### The problem
Go through the records underneath and count the lines that include the string "offset". Give nothing but the number.

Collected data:
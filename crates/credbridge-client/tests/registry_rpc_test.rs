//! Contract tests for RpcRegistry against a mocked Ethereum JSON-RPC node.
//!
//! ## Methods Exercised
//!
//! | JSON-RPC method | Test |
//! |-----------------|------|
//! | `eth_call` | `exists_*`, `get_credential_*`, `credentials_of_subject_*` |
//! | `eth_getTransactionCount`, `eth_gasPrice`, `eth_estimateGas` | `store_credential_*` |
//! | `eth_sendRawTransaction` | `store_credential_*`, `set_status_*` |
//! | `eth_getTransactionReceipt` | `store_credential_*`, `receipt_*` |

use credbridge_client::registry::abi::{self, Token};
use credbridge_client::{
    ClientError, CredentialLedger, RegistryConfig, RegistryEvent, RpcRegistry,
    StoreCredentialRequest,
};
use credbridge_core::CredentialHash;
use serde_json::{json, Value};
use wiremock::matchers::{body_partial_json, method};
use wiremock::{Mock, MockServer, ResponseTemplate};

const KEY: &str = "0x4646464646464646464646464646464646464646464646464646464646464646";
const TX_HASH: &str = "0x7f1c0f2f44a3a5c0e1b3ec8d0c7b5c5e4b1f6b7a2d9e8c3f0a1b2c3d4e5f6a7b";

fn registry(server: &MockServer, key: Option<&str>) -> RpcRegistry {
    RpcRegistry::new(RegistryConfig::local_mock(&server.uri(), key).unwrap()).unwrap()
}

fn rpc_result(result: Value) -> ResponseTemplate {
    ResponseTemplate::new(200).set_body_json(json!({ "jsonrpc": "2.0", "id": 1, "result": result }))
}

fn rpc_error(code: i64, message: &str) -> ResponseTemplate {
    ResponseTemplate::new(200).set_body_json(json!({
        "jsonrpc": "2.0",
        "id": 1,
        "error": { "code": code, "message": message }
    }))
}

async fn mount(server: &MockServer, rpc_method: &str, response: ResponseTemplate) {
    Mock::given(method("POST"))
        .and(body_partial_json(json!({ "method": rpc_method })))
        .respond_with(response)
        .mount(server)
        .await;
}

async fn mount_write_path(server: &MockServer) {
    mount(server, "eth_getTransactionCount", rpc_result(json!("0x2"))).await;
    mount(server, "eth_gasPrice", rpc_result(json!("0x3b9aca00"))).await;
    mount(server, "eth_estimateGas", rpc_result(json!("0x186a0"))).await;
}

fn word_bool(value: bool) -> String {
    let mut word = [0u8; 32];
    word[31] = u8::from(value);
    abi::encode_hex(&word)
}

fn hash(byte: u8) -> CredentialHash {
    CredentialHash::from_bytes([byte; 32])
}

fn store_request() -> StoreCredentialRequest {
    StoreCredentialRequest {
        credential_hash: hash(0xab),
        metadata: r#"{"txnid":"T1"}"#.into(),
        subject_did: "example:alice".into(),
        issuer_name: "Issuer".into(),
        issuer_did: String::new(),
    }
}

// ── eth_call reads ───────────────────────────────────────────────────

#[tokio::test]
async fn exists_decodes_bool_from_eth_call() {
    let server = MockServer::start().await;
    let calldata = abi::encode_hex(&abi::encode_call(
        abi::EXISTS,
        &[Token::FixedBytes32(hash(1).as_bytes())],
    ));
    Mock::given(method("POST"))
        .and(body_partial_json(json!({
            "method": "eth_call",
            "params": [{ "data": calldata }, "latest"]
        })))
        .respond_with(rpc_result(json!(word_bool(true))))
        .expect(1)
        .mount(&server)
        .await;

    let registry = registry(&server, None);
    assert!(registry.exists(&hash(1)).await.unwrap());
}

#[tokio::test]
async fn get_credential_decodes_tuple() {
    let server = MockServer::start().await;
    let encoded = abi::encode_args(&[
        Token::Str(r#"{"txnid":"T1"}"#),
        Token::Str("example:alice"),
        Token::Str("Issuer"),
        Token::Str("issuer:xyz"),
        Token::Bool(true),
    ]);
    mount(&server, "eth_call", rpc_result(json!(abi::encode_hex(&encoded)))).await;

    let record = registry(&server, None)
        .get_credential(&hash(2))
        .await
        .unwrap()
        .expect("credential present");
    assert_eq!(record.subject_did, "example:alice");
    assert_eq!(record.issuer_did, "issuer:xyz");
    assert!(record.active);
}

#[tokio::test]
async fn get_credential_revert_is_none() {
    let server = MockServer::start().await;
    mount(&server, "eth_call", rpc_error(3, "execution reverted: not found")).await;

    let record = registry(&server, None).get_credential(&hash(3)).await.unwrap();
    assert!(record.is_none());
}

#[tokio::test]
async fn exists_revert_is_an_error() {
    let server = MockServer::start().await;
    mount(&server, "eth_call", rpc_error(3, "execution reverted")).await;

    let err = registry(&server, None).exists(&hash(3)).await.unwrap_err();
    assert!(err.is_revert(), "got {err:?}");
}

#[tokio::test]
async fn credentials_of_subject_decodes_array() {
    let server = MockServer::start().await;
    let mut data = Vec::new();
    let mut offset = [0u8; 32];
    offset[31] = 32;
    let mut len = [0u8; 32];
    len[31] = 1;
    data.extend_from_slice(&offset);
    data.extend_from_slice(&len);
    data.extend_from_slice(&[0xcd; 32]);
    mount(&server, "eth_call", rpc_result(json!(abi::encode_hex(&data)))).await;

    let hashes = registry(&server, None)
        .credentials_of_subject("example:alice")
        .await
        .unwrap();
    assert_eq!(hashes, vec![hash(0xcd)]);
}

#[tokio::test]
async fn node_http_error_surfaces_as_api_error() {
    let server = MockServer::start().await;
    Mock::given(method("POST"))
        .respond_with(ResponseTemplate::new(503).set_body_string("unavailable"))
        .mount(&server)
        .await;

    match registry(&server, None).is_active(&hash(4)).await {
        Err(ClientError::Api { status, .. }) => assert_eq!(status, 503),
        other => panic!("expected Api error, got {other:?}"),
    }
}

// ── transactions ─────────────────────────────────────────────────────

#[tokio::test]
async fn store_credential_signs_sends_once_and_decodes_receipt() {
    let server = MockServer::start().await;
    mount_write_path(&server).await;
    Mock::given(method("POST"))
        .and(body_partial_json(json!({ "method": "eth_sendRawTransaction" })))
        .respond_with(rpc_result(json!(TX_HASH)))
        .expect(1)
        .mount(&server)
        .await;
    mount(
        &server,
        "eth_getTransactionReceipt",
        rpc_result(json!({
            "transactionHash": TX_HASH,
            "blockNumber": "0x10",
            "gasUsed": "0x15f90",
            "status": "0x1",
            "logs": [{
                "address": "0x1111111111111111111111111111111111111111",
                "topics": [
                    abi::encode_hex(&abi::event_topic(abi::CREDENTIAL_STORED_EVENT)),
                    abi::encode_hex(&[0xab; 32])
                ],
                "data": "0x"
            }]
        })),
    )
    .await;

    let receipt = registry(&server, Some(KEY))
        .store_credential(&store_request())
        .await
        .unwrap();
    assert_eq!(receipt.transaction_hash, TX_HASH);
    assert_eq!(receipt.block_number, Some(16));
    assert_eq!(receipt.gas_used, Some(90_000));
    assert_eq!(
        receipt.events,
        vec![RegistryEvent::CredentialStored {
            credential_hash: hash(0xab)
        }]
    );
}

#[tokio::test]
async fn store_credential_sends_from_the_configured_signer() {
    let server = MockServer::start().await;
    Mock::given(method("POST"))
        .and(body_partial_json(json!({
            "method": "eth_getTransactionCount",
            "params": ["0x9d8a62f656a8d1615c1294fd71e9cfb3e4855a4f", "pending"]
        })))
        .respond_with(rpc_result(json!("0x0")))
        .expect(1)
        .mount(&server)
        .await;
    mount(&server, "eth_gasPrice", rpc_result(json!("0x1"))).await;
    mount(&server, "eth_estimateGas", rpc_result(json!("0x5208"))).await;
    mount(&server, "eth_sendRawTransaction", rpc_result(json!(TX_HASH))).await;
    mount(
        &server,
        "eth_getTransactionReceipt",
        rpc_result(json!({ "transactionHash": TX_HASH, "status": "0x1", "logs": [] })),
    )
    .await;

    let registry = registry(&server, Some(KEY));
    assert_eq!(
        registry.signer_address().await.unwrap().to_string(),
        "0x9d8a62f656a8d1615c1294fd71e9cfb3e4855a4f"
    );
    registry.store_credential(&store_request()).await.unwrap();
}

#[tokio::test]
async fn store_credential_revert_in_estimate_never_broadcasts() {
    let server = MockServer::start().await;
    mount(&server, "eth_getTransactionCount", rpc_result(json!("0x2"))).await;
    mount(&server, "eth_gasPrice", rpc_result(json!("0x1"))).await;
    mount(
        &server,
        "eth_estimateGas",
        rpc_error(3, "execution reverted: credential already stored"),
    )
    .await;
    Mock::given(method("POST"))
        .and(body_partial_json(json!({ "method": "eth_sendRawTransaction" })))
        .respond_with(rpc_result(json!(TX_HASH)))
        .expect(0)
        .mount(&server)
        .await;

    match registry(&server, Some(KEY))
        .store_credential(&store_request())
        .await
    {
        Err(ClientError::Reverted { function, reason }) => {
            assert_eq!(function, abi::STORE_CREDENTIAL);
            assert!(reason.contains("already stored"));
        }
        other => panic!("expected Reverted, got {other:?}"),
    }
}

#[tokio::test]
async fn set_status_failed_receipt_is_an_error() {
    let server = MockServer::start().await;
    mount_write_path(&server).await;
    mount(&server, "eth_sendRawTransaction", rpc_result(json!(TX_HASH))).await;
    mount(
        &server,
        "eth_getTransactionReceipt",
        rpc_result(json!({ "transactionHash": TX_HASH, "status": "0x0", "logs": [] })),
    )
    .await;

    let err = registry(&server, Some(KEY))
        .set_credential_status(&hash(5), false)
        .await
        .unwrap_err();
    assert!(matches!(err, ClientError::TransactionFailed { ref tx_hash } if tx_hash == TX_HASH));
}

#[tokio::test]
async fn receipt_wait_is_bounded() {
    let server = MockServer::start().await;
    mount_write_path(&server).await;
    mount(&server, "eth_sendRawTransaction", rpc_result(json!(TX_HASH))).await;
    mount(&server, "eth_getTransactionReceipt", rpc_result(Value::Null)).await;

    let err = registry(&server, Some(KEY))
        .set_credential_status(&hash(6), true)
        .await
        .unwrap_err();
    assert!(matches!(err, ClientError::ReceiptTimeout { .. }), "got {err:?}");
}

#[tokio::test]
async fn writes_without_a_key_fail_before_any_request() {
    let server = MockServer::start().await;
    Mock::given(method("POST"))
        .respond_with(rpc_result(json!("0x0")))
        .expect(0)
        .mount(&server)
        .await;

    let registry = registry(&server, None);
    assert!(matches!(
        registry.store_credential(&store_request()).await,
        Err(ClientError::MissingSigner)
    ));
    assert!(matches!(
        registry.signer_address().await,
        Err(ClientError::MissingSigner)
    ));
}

### The completed task
3